Media from the Wall Street Journal to CNN, “Good to Great”. “Top Grading”. and hundreds of CEO’s with whom I’ve spoken, agree that one of the top strategic initiatives of many companies is hiring not only new talent, but also the right talent. What recruiters need to understand and embrace is that while there is a talent shortage, growth oriented companies are demanding more of their workforce, and are unwavering in their expectations to attract and hire ‘difference makers.’

This means our industry as a whole needs to get better, fast. The opportunity to make an impact has never been greener than it is and will be for the next 15 years.

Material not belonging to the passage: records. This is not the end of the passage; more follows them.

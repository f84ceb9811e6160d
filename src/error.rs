// ⚠️ Error taxonomy for reconciliation passes
//
// Per-record outcomes (NotFound, AmbiguousMatch, SchemaCoercion) are skip-and-log
// conditions for the caller. Store failures abort the pass.

use thiserror::Error;

/// Result type used across the library
pub type Result<T> = std::result::Result<T, Error>;

#[derive(Error, Debug)]
pub enum Error {
    /// A load or lookup found nothing under the given key
    #[error("No record `{key}` in {store}")]
    NotFound { store: String, key: String },

    /// A secondary-index lookup returned more than one record
    #[error("{count} records in {index} share the value `{value}`")]
    AmbiguousMatch {
        index: String,
        value: String,
        count: usize,
    },

    /// A raw value could not be coerced to the declared field type
    #[error("Cannot coerce {shape}.{field}: {message}")]
    SchemaCoercion {
        shape: String,
        field: String,
        message: String,
    },

    /// Network, throttling or lock failure in a backing store
    #[error("Store {store} unavailable: {message}")]
    TransientStore { store: String, message: String },

    /// Conditional write rejected because the stored version moved on
    #[error("Version conflict on {store}/{key}: expected {expected:?}, found {found:?}")]
    VersionConflict {
        store: String,
        key: String,
        expected: Option<i64>,
        found: Option<i64>,
    },

    /// First store patched, second store failed
    #[error("Partial write: {completed} was patched but {failed} was not ({source})")]
    PartialMultiStoreWrite {
        completed: String,
        failed: String,
        #[source]
        source: Box<Error>,
    },

    #[error("Unknown index `{index}` on {store}")]
    UnknownIndex { store: String, index: String },

    #[error("Configuration error: {0}")]
    Config(String),

    #[error("Database error: {0}")]
    Database(rusqlite::Error),

    #[error("IO error: {0}")]
    Io(#[from] std::io::Error),

    #[error("JSON error: {0}")]
    Json(#[from] serde_json::Error),

    #[error("CSV error: {0}")]
    Csv(#[from] csv::Error),
}

impl Error {
    pub fn not_found(store: impl Into<String>, key: impl Into<String>) -> Self {
        Error::NotFound {
            store: store.into(),
            key: key.into(),
        }
    }

    pub fn coercion(
        shape: impl Into<String>,
        field: impl Into<String>,
        message: impl Into<String>,
    ) -> Self {
        Error::SchemaCoercion {
            shape: shape.into(),
            field: field.into(),
            message: message.into(),
        }
    }

    /// Only transport-level failures are worth retrying; no retry loop exists yet.
    pub fn is_retryable(&self) -> bool {
        matches!(self, Error::TransientStore { .. })
    }

    /// Conditions a batch pass logs and skips instead of aborting on
    pub fn is_record_level(&self) -> bool {
        matches!(
            self,
            Error::NotFound { .. } | Error::AmbiguousMatch { .. } | Error::SchemaCoercion { .. }
        )
    }
}

impl From<rusqlite::Error> for Error {
    fn from(err: rusqlite::Error) -> Self {
        match err {
            rusqlite::Error::SqliteFailure(ref failure, _)
                if failure.code == rusqlite::ErrorCode::DatabaseBusy
                    || failure.code == rusqlite::ErrorCode::DatabaseLocked =>
            {
                Error::TransientStore {
                    store: "sqlite".to_string(),
                    message: err.to_string(),
                }
            }
            other => Error::Database(other),
        }
    }
}

#[cfg(test)]
mod tests {
    use super::*;

    #[test]
    fn test_only_transient_errors_are_retryable() {
        let transient = Error::TransientStore {
            store: "Assets".to_string(),
            message: "throttled".to_string(),
        };
        assert!(transient.is_retryable());
        assert!(!transient.is_record_level());

        let missing = Error::not_found("Assets", "abc");
        assert!(!missing.is_retryable());
        assert!(missing.is_record_level());
    }

    #[test]
    fn test_busy_sqlite_maps_to_transient() {
        let busy = rusqlite::Error::SqliteFailure(
            rusqlite::ffi::Error::new(rusqlite::ffi::SQLITE_BUSY),
            None,
        );
        assert!(Error::from(busy).is_retryable());

        let other = rusqlite::Error::QueryReturnedNoRows;
        assert!(matches!(Error::from(other), Error::Database(_)));
    }

    #[test]
    fn test_partial_write_message_names_both_stores() {
        let err = Error::PartialMultiStoreWrite {
            completed: "Assets".to_string(),
            failed: "assets".to_string(),
            source: Box::new(Error::not_found("assets", "p1")),
        };
        let message = err.to_string();
        assert!(message.contains("Assets was patched"));
        assert!(message.contains("assets was not"));
    }
}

With the diminishing available talent pool, and the compelling messaging about off-shoring lower skilled labor and processes; astute companies recognize the need to invest in hiring and retaining key strategy impacting players. Companies in tune with the global demand for talent as well as the changing demographics and psycho-graphics affecting their workforce are painfully aware of their inability to attract, select, retain and develop the right people on their own. These companies committed to winning the war for talent also know they need to create an environment that fosters growth, development and challenge.

All of this means these firms are making investments in systems and operating practices that elevate their ability to attract & retain the best. Companies choosing to leverage their opportunities for innovation, competition and achievement of corporate objectives know they need to invest in and partner with industry experts who specialize in building hiring systems and teams, retention programs and leadership and employee development programs.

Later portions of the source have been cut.